--- Provided records ---

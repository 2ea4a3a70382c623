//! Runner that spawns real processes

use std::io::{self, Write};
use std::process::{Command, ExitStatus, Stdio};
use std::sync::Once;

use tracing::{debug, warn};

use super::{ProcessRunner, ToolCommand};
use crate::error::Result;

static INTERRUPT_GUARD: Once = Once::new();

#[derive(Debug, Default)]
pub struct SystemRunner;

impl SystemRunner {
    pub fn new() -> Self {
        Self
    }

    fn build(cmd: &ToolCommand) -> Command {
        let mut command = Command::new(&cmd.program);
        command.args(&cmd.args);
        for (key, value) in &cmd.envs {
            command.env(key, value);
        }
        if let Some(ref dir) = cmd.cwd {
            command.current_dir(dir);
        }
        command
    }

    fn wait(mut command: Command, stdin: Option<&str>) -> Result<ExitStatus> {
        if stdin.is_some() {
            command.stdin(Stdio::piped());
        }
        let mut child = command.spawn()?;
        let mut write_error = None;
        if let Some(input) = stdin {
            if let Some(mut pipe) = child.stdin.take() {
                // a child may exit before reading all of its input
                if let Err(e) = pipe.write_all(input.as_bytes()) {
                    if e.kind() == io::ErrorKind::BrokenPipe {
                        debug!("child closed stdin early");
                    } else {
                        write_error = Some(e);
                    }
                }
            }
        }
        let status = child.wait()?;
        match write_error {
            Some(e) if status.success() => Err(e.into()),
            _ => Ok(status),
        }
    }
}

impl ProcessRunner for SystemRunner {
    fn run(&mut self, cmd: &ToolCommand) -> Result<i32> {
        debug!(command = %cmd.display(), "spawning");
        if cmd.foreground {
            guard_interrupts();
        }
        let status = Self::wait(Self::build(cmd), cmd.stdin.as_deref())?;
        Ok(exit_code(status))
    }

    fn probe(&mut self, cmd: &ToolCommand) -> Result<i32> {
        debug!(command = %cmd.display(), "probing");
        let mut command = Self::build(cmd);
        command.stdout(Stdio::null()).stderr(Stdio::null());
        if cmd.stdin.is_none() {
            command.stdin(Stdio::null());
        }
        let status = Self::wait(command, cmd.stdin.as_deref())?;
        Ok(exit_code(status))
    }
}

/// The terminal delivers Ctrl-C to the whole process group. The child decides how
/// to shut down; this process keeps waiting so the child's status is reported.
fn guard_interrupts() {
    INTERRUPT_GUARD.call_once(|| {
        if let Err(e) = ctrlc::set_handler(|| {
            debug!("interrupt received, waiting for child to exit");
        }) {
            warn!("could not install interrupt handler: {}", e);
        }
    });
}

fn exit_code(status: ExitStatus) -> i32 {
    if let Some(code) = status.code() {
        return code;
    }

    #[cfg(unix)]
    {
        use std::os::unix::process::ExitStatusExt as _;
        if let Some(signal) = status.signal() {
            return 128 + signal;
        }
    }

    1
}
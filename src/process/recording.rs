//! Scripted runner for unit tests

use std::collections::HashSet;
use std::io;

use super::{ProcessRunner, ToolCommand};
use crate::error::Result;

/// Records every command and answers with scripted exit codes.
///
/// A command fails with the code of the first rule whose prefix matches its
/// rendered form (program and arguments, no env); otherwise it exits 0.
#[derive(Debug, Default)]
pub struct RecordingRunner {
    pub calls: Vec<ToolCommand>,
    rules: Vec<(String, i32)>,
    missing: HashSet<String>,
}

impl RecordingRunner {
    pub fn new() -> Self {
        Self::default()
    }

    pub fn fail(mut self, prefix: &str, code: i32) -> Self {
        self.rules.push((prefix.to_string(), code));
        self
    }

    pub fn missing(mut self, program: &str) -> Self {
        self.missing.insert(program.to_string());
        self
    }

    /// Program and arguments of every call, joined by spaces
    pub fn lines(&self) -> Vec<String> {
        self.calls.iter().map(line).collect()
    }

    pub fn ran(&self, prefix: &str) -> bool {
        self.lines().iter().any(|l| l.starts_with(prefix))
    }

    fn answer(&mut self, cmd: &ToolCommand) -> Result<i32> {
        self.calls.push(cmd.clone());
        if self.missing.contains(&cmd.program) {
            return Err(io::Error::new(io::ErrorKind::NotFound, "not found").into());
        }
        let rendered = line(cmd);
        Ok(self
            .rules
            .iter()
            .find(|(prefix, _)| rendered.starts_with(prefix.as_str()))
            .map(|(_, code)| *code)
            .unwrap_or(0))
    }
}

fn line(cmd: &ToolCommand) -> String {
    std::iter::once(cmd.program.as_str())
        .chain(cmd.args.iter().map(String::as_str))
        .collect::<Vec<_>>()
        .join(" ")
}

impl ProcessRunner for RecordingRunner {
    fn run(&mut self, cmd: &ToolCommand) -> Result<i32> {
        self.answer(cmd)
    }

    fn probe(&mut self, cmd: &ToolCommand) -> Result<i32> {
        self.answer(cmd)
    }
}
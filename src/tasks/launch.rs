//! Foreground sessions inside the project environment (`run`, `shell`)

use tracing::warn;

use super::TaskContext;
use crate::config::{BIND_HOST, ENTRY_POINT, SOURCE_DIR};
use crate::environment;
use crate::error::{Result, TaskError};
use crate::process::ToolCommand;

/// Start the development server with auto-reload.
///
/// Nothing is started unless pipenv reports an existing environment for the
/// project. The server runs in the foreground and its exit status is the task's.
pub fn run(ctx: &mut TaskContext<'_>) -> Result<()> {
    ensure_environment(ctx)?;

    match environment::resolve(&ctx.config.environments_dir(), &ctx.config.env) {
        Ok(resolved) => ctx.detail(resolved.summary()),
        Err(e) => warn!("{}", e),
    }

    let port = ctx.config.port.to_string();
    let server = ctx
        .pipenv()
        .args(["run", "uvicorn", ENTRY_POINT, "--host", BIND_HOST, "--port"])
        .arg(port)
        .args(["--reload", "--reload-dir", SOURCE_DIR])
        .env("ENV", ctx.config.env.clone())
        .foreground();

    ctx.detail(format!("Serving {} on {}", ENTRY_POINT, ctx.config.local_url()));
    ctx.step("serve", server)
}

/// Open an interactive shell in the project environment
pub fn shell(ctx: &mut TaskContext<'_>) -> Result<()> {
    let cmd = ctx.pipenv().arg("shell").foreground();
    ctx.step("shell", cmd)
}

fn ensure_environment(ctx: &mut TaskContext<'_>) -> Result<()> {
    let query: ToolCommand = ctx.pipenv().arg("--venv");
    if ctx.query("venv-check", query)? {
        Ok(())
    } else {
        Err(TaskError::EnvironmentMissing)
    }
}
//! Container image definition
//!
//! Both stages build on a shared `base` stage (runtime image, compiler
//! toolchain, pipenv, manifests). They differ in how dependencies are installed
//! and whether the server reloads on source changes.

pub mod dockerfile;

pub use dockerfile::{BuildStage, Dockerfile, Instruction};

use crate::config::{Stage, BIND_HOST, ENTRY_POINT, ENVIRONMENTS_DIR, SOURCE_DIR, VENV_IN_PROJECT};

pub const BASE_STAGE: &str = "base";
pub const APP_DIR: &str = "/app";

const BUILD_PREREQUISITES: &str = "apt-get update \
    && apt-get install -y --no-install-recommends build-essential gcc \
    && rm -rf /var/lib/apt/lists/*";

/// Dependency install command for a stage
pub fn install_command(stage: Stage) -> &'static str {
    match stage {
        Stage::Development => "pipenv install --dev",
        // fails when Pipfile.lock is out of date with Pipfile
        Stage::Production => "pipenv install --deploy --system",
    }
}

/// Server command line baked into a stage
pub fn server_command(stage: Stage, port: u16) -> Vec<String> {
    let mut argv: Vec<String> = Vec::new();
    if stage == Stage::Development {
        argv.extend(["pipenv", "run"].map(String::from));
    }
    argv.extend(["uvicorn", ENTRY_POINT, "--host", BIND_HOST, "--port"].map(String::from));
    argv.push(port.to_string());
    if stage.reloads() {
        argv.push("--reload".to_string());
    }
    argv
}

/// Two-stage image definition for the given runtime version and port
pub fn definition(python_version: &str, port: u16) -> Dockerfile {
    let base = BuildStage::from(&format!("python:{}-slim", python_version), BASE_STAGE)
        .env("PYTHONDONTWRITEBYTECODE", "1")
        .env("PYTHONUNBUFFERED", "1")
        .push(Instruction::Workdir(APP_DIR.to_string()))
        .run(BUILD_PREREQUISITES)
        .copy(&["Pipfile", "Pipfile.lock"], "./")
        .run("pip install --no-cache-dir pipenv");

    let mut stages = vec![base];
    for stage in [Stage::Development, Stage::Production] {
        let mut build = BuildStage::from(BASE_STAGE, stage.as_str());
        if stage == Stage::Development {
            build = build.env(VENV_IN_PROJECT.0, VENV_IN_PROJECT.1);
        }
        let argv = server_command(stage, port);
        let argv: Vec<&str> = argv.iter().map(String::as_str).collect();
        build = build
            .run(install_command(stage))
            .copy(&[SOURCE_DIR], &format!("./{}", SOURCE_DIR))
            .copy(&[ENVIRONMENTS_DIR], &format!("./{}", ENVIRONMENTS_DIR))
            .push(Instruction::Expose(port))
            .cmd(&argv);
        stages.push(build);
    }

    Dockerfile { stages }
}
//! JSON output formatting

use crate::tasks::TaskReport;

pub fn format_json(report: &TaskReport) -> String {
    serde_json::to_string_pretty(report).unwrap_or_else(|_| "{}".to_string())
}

---

*Requirement*
Reproduce the records above line by line, without any change, up to and including the line that holds "let mut child = command.spawn()?;".

*Output below*
repository 2ea4a3a70382c623
//! Runner that spawns real processes

use std::io::{self, Write};
use std::process::{Command, ExitStatus, Stdio};
use std::sync::Once;

use tracing::{debug, warn};

use super::{ProcessRunner, ToolCommand};
use crate::error::Result;

static INTERRUPT_GUARD: Once = Once::new();

#[derive(Debug, Default)]
pub struct SystemRunner;

impl SystemRunner {
    pub fn new() -> Self {
        Self
    }

    fn build(cmd: &ToolCommand) -> Command {
        let mut command = Command::new(&cmd.program);
        command.args(&cmd.args);
        for (key, value) in &cmd.envs {
            command.env(key, value);
        }
        if let Some(ref dir) = cmd.cwd {
            command.current_dir(dir);
        }
        command
    }

    fn wait(mut command: Command, stdin: Option<&str>) -> Result<ExitStatus> {
        if stdin.is_some() {
            command.stdin(Stdio::piped());
        }
        let mut child = command.spawn()?;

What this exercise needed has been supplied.